What you are asked to do:
Look through the material and copy each line holding "context".

Dataset records:
use thiserror::Error;

#[derive(Debug, Error)]
pub enum PaymentError {
    #[error("Invalid input: {field} ({reason})")]
    InvalidInput { field: String, reason: String },

    #[error("Division by zero in {context}")]
    DivisionByZero { context: String },

    #[error("Arithmetic overflow in {context}")]
    Overflow { context: String },

    #[error("Serialization error: {0}")]
    SerializationError(String),
}

impl From<serde_json::Error> for PaymentError {
    fn from(e: serde_json::Error) -> Self {
        PaymentError::SerializationError(e.to_string())
    }
}

impl From<csv::Error> for PaymentError {
    fn from(e: csv::Error) -> Self {
        PaymentError::SerializationError(e.to_string())
    }
}

impl PaymentError {
    pub(crate) fn invalid(field: &str, reason: impl Into<String>) -> Self {
        PaymentError::InvalidInput {
            field: field.into(),
            reason: reason.into(),
        }
    }

    pub(crate) fn overflow(context: &str) -> Self {
        PaymentError::Overflow {
            context: context.into(),
        }
    }
}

Task solution:
    #[error("Division by zero in {context}")]
    DivisionByZero { context: String },
    #[error("Arithmetic overflow in {context}")]
    Overflow { context: String },
    pub(crate) fn overflow(context: &str) -> Self {
            context: context.into(),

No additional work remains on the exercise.